Setidaknya tiga orang tewas pada hari Senin (22/6) dalam insiden penembakan sekolah yang jarang terjadi di Filipina tengah. Lima orang lainnya mengalami luka-luka akibat insiden tersebut.
Melansir detikNews, polisi belum menetapkan motif penembakan massal di Sekolah Menengah Atas Nasional San Jose di Kota Tacloban, provinsi Leyte, yang terjadi sekitar pukul 9 pagi waktu setempat itu.
"Para korban segera dibawa ke fasilitas medis terdekat untuk perawatan dan intervensi medis yang sesuai," kata polisi regional dalam sebuah pernyataan, dilansir kantor berita AFP, Senin (22/6/2026).

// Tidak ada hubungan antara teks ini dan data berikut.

use std::fmt;
use std::str::FromStr;

use serde::{Deserialize, Serialize};

use super::error::ModelError;

#[derive(Copy, Clone, Debug, Eq, PartialEq, Hash, Serialize, Deserialize)]
#[serde(rename_all = "camelCase")]
pub enum AssumptionId {
    CurrentAge,
    Salary,
    IncomeTaxRate,
    MonthlyExpenses,
    MonthlySavings,
    CurrentSavings,
    InflationRate,
    InvestmentReturn,
}

impl AssumptionId {
    pub const ALL: [AssumptionId; 8] = [
        AssumptionId::CurrentAge,
        AssumptionId::Salary,
        AssumptionId::IncomeTaxRate,
        AssumptionId::MonthlyExpenses,
        AssumptionId::MonthlySavings,
        AssumptionId::CurrentSavings,
        AssumptionId::InflationRate,
        AssumptionId::InvestmentReturn,
    ];

    pub fn as_str(self) -> &'static str {
        match self {
            AssumptionId::CurrentAge => "currentAge",
            AssumptionId::Salary => "salary",
            AssumptionId::IncomeTaxRate => "incomeTaxRate",
            AssumptionId::MonthlyExpenses => "monthlyExpenses",
            AssumptionId::MonthlySavings => "monthlySavings",
            AssumptionId::CurrentSavings => "currentSavings",
            AssumptionId::InflationRate => "inflationRate",
            AssumptionId::InvestmentReturn => "investmentReturn",
        }
    }
}

impl fmt::Display for AssumptionId {
    fn fmt(&self, f: &mut fmt::Formatter<'_>) -> fmt::Result {
        f.write_str(self.as_str())
    }
}

impl FromStr for AssumptionId {
    type Err = ModelError;

    fn from_str(s: &str) -> Result<Self, Self::Err> {
        // Accept the CLI's kebab/snake spellings alongside the camelCase ids.
        let normalized: String = s
            .chars()
            .filter(|c| *c != '-' && *c != '_')
            .flat_map(char::to_lowercase)
            .collect();
        AssumptionId::ALL
            .into_iter()
            .find(|id| id.as_str().to_lowercase() == normalized)
            .ok_or_else(|| ModelError::UnknownAssumption(s.to_string()))
    }
}

/// A bounded, slider-style numeric parameter.
#[derive(Debug, Clone, PartialEq, Serialize, Deserialize)]
#[serde(rename_all = "camelCase")]
pub struct Assumption {
    pub id: AssumptionId,
    pub name: String,
    pub value: f64,
    pub min: f64,
    pub max: f64,
    pub step: f64,
    pub unit: String,
    pub description: String,
}

impl Assumption {
    #[allow(clippy::too_many_arguments)]
    pub fn new(
        id: AssumptionId,
        name: &str,
        value: f64,
        min: f64,
        max: f64,
        step: f64,
        unit: &str,
        description: &str,
    ) -> Result<Self, ModelError> {
        let assumption = Self {
            id,
            name: name.to_string(),
            value,
            min,
            max,
            step,
            unit: unit.to_string(),
            description: description.to_string(),
        };
        assumption.validate()?;
        Ok(assumption)
    }

    pub fn validate(&self) -> Result<(), ModelError> {
        for (label, v) in [
            ("value", self.value),
            ("min", self.min),
            ("max", self.max),
            ("step", self.step),
        ] {
            if !v.is_finite() {
                return Err(ModelError::NonFinite {
                    field: format!("{}.{label}", self.id),
                });
            }
        }
        if self.min > self.max {
            return Err(ModelError::InvalidRange {
                id: self.id.to_string(),
                min: self.min,
                max: self.max,
            });
        }
        if self.step <= 0.0 {
            return Err(ModelError::NonPositiveStep {
                id: self.id.to_string(),
                step: self.step,
            });
        }
        if !(self.min..=self.max).contains(&self.value) {
            return Err(ModelError::ValueOutOfRange {
                id: self.id.to_string(),
                value: self.value,
                min: self.min,
                max: self.max,
            });
        }
        Ok(())
    }

    /// Nearest slider position: snapped to `min + k * step`, then bounded.
    pub fn clamp(&self, value: f64) -> f64 {
        let snapped = self.min + ((value - self.min) / self.step).round() * self.step;
        snapped.clamp(self.min, self.max)
    }

    /// Copy with `value` replaced verbatim. Bounds are not enforced.
    pub fn with_value(&self, value: f64) -> Self {
        Self {
            value,
            ..self.clone()
        }
    }
}

/// The eight assumptions that drive a projection.
#[derive(Debug, Clone, PartialEq, Serialize, Deserialize)]
#[serde(rename_all = "camelCase")]
pub struct BaseAssumptions {
    pub current_age: Assumption,
    pub salary: Assumption,
    pub income_tax_rate: Assumption,
    pub monthly_expenses: Assumption,
    pub monthly_savings: Assumption,
    pub current_savings: Assumption,
    pub inflation_rate: Assumption,
    pub investment_return: Assumption,
}

impl BaseAssumptions {
    pub fn get(&self, id: AssumptionId) -> &Assumption {
        match id {
            AssumptionId::CurrentAge => &self.current_age,
            AssumptionId::Salary => &self.salary,
            AssumptionId::IncomeTaxRate => &self.income_tax_rate,
            AssumptionId::MonthlyExpenses => &self.monthly_expenses,
            AssumptionId::MonthlySavings => &self.monthly_savings,
            AssumptionId::CurrentSavings => &self.current_savings,
            AssumptionId::InflationRate => &self.inflation_rate,
            AssumptionId::InvestmentReturn => &self.investment_return,
        }
    }

    pub fn get_mut(&mut self, id: AssumptionId) -> &mut Assumption {
        match id {
            AssumptionId::CurrentAge => &mut self.current_age,
            AssumptionId::Salary => &mut self.salary,
            AssumptionId::IncomeTaxRate => &mut self.income_tax_rate,
            AssumptionId::MonthlyExpenses => &mut self.monthly_expenses,
            AssumptionId::MonthlySavings => &mut self.monthly_savings,
            AssumptionId::CurrentSavings => &mut self.current_savings,
            AssumptionId::InflationRate => &mut self.inflation_rate,
            AssumptionId::InvestmentReturn => &mut self.investment_return,
        }
    }

    pub fn iter(&self) -> impl Iterator<Item = &Assumption> {
        AssumptionId::ALL.into_iter().map(|id| self.get(id))
    }

    /// Input-layer update: the value is snapped to the assumption's step and
    /// clamped into its range. Returns the value actually stored.
    pub fn set_clamped(&mut self, id: AssumptionId, value: f64) -> Result<f64, ModelError> {
        if !value.is_finite() {
            return Err(ModelError::NonFinite {
                field: id.to_string(),
            });
        }
        let slot = self.get_mut(id);
        let clamped = slot.clamp(value);
        if clamped != value {
            tracing::warn!(%id, requested = value, stored = clamped, "assumption value snapped to range and step");
        }
        slot.value = clamped;
        Ok(clamped)
    }

    /// Copy with one assumption's value replaced verbatim.
    pub fn with_value(&self, id: AssumptionId, value: f64) -> Self {
        let mut patched = self.clone();
        let slot = patched.get_mut(id);
        *slot = slot.with_value(value);
        patched
    }

    pub fn validate(&self) -> Result<(), ModelError> {
        for id in AssumptionId::ALL {
            let assumption = self.get(id);
            if assumption.id != id {
                return Err(ModelError::UnknownAssumption(format!(
                    "{} stored under {id}",
                    assumption.id
                )));
            }
            assumption.validate()?;
        }
        Ok(())
    }
}

impl Default for BaseAssumptions {
    fn default() -> Self {
        create_default_assumptions()
    }
}

fn preset(
    id: AssumptionId,
    name: &str,
    value: f64,
    (min, max, step): (f64, f64, f64),
    unit: &str,
    description: &str,
) -> Assumption {
    Assumption {
        id,
        name: name.to_string(),
        value,
        min,
        max,
        step,
        unit: unit.to_string(),
        description: description.to_string(),
    }
}

pub fn create_default_assumptions() -> BaseAssumptions {
    BaseAssumptions {
        current_age: preset(
            AssumptionId::CurrentAge,
            "Current Age",
            25.0,
            (18.0, 65.0, 1.0),
            "years",
            "Your current age",
        ),
        salary: preset(
            AssumptionId::Salary,
            "Annual Salary",
            50_000.0,
            (20_000.0, 200_000.0, 5_000.0),
            "€",
            "Your current gross annual salary",
        ),
        income_tax_rate: preset(
            AssumptionId::IncomeTaxRate,
            "Income Tax Rate",
            30.0,
            (0.0, 60.0, 1.0),
            "%",
            "Your effective income tax rate",
        ),
        monthly_expenses: preset(
            AssumptionId::MonthlyExpenses,
            "Monthly Expenses",
            2_500.0,
            (500.0, 8_000.0, 100.0),
            "€",
            "Total monthly living expenses",
        ),
        monthly_savings: preset(
            AssumptionId::MonthlySavings,
            "Monthly Savings",
            1_000.0,
            (0.0, 5_000.0, 50.0),
            "€",
            "Amount you save each month",
        ),
        current_savings: preset(
            AssumptionId::CurrentSavings,
            "Current Savings",
            10_000.0,
            (0.0, 500_000.0, 1_000.0),
            "€",
            "Your existing savings and investments",
        ),
        inflation_rate: preset(
            AssumptionId::InflationRate,
            "Inflation Rate",
            2.5,
            (0.0, 10.0, 0.5),
            "%",
            "Expected annual inflation rate",
        ),
        investment_return: preset(
            AssumptionId::InvestmentReturn,
            "Investment Return",
            7.0,
            (0.0, 15.0, 0.5),
            "%",
            "Expected annual investment return",
        ),
    }
}

#[cfg(test)]
mod tests {
    use super::*;

    #[test]
    fn defaults_match_published_values() {
        let a = create_default_assumptions();
        let expected = [
            (AssumptionId::CurrentAge, 25.0, 18.0, 65.0, 1.0),
            (AssumptionId::Salary, 50_000.0, 20_000.0, 200_000.0, 5_000.0),
            (AssumptionId::IncomeTaxRate, 30.0, 0.0, 60.0, 1.0),
            (AssumptionId::MonthlyExpenses, 2_500.0, 500.0, 8_000.0, 100.0),
            (AssumptionId::MonthlySavings, 1_000.0, 0.0, 5_000.0, 50.0),
            (AssumptionId::CurrentSavings, 10_000.0, 0.0, 500_000.0, 1_000.0),
            (AssumptionId::InflationRate, 2.5, 0.0, 10.0, 0.5),
            (AssumptionId::InvestmentReturn, 7.0, 0.0, 15.0, 0.5),
        ];
        for (id, value, min, max, step) in expected {
            let got = a.get(id);
            assert_eq!(got.id, id);
            assert_eq!(got.value, value, "value for {id}");
            assert_eq!(got.min, min, "min for {id}");
            assert_eq!(got.max, max, "max for {id}");
            assert_eq!(got.step, step, "step for {id}");
        }
        a.validate().expect("defaults must validate");
    }

    #[test]
    fn iter_yields_all_eight_in_declaration_order() {
        let a = BaseAssumptions::default();
        let ids: Vec<_> = a.iter().map(|x| x.id).collect();
        assert_eq!(ids, AssumptionId::ALL.to_vec());
    }

    #[test]
    fn new_rejects_inverted_range_and_bad_step() {
        let err = Assumption::new(AssumptionId::Salary, "s", 1.0, 10.0, 0.0, 1.0, "€", "")
            .expect_err("inverted range");
        assert!(matches!(err, ModelError::InvalidRange { .. }));

        let err = Assumption::new(AssumptionId::Salary, "s", 1.0, 0.0, 10.0, 0.0, "€", "")
            .expect_err("zero step");
        assert!(matches!(err, ModelError::NonPositiveStep { .. }));

        let err = Assumption::new(AssumptionId::Salary, "s", 11.0, 0.0, 10.0, 1.0, "€", "")
            .expect_err("value above max");
        assert!(matches!(err, ModelError::ValueOutOfRange { .. }));

        let err = Assumption::new(AssumptionId::Salary, "s", f64::NAN, 0.0, 10.0, 1.0, "€", "")
            .expect_err("nan value");
        assert!(matches!(err, ModelError::NonFinite { .. }));
    }

    #[test]
    fn set_clamped_keeps_values_inside_bounds() {
        let mut a = BaseAssumptions::default();
        let stored = a
            .set_clamped(AssumptionId::IncomeTaxRate, 75.0)
            .expect("finite value");
        assert_eq!(stored, 60.0);
        assert_eq!(a.income_tax_rate.value, 60.0);

        let stored = a
            .set_clamped(AssumptionId::MonthlySavings, 1_250.0)
            .expect("finite value");
        assert_eq!(stored, 1_250.0);

        assert!(a.set_clamped(AssumptionId::Salary, f64::INFINITY).is_err());
        assert_eq!(a.salary.value, 50_000.0);
    }

    #[test]
    fn set_clamped_snaps_to_the_step_grid() {
        let mut a = BaseAssumptions::default();
        assert_eq!(a.set_clamped(AssumptionId::CurrentAge, 25.5), Ok(26.0));
        assert_eq!(a.current_age.value, 26.0);
        assert_eq!(a.set_clamped(AssumptionId::CurrentAge, 30.4), Ok(30.0));
        assert_eq!(a.set_clamped(AssumptionId::Salary, 52_400.0), Ok(50_000.0));
        assert_eq!(a.set_clamped(AssumptionId::InvestmentReturn, 7.3), Ok(7.5));
        assert_eq!(a.set_clamped(AssumptionId::MonthlyExpenses, 2_049.0), Ok(2_000.0));
        // Snapping never escapes the range.
        assert_eq!(a.set_clamped(AssumptionId::CurrentAge, 65.4), Ok(65.0));
        assert_eq!(a.set_clamped(AssumptionId::InflationRate, -0.2), Ok(0.0));
    }

    #[test]
    fn with_value_does_not_clamp_or_touch_the_original() {
        let a = BaseAssumptions::default();
        let patched = a.with_value(AssumptionId::CurrentAge, 90.0);
        assert_eq!(patched.current_age.value, 90.0);
        assert_eq!(a.current_age.value, 25.0);
        assert!(patched.validate().is_err());
    }

    #[test]
    fn assumption_id_parses_camel_kebab_and_snake_case() {
        assert_eq!(
            "monthlyExpenses".parse::<AssumptionId>(),
            Ok(AssumptionId::MonthlyExpenses)
        );
        assert_eq!(
            "investment-return".parse::<AssumptionId>(),
            Ok(AssumptionId::InvestmentReturn)
        );
        assert_eq!(
            "income_tax_rate".parse::<AssumptionId>(),
            Ok(AssumptionId::IncomeTaxRate)
        );
        assert_eq!(
            "pensionAge".parse::<AssumptionId>(),
            Err(ModelError::UnknownAssumption("pensionAge".to_string()))
        );
    }

    #[test]
    fn schema_serializes_with_camel_case_ids() {
        let json = serde_json::to_string(&BaseAssumptions::default()).expect("serialize");
        assert!(json.contains("\"currentAge\":{\"id\":\"currentAge\""));
        assert!(json.contains("\"investmentReturn\""));
    }
}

SCROLL TO CONTINUE WITH CONTENT
Stasiun televisi pemerintah PTV melaporkan bahwa dua orang -- keduanya dilaporkan sebagai siswa -- telah ditangkap, dengan satu orang ditangkap di tempat kejadian.
"PNP (kepolisian) telah menangkap para tersangka. Mereka bertindak cepat," kata juru bicara presiden Claire Castro kepada wartawan.

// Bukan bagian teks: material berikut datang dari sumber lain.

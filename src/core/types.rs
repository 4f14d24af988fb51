use serde::Serialize;

use super::assumptions::BaseAssumptions;
use super::decision::Decision;

#[derive(Debug, Clone, PartialEq, Serialize)]
#[serde(rename_all = "camelCase")]
pub struct FinancialSnapshot {
    pub age: u32,
    pub year: i32,
    pub gross_salary: f64,
    pub net_salary: f64,
    pub monthly_expenses: f64,
    pub monthly_savings: f64,
    /// Contributions to date, excluding growth.
    pub total_savings: f64,
    pub investment_value: f64,
    pub net_worth: f64,
    pub is_financially_independent: bool,
}

/// Output of one projection run.
#[derive(Debug, Clone, PartialEq, Serialize)]
#[serde(rename_all = "camelCase")]
pub struct Projection {
    pub snapshots: Vec<FinancialSnapshot>,
    /// Age of the first financially independent snapshot, if any.
    pub retirement_age: Option<u32>,
}

impl Projection {
    pub fn retirement_snapshot(&self) -> Option<&FinancialSnapshot> {
        self.snapshots.iter().find(|s| s.is_financially_independent)
    }

    pub fn final_net_worth(&self) -> f64 {
        self.snapshots.last().map_or(0.0, |s| s.net_worth)
    }
}

/// One scenario and its evaluated outcome.
#[derive(Debug, Clone, PartialEq, Serialize)]
#[serde(rename_all = "camelCase")]
pub struct Path {
    pub id: String,
    pub name: String,
    pub description: String,
    pub decisions: Vec<Decision>,
    pub assumptions: BaseAssumptions,
    pub projections: Vec<FinancialSnapshot>,
    pub retirement_age: Option<u32>,
    pub target_amount: f64,
    /// Lower is better.
    pub score: f64,
}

Walaupun penembakan di sekolah jarang terjadi di Filipina, kekerasan bersenjata merupakan hal yang lazim dalam politik.
Pada tahun 2022, tiga orang, termasuk mantan walikota, tewas dalam insiden penembakan sebelum upacara wisuda di Universitas Ateneo de Manila di ibu kota Filipina, Manila.
Kemudian dipastikan bahwa itu adalah pembunuhan yang didorong oleh "motif pribadi".
Kepemilikan senjata api legal diatur dengan ketat di negara Asia Tenggara ini, tetapi terdapat pasar gelap senjata api yang besar.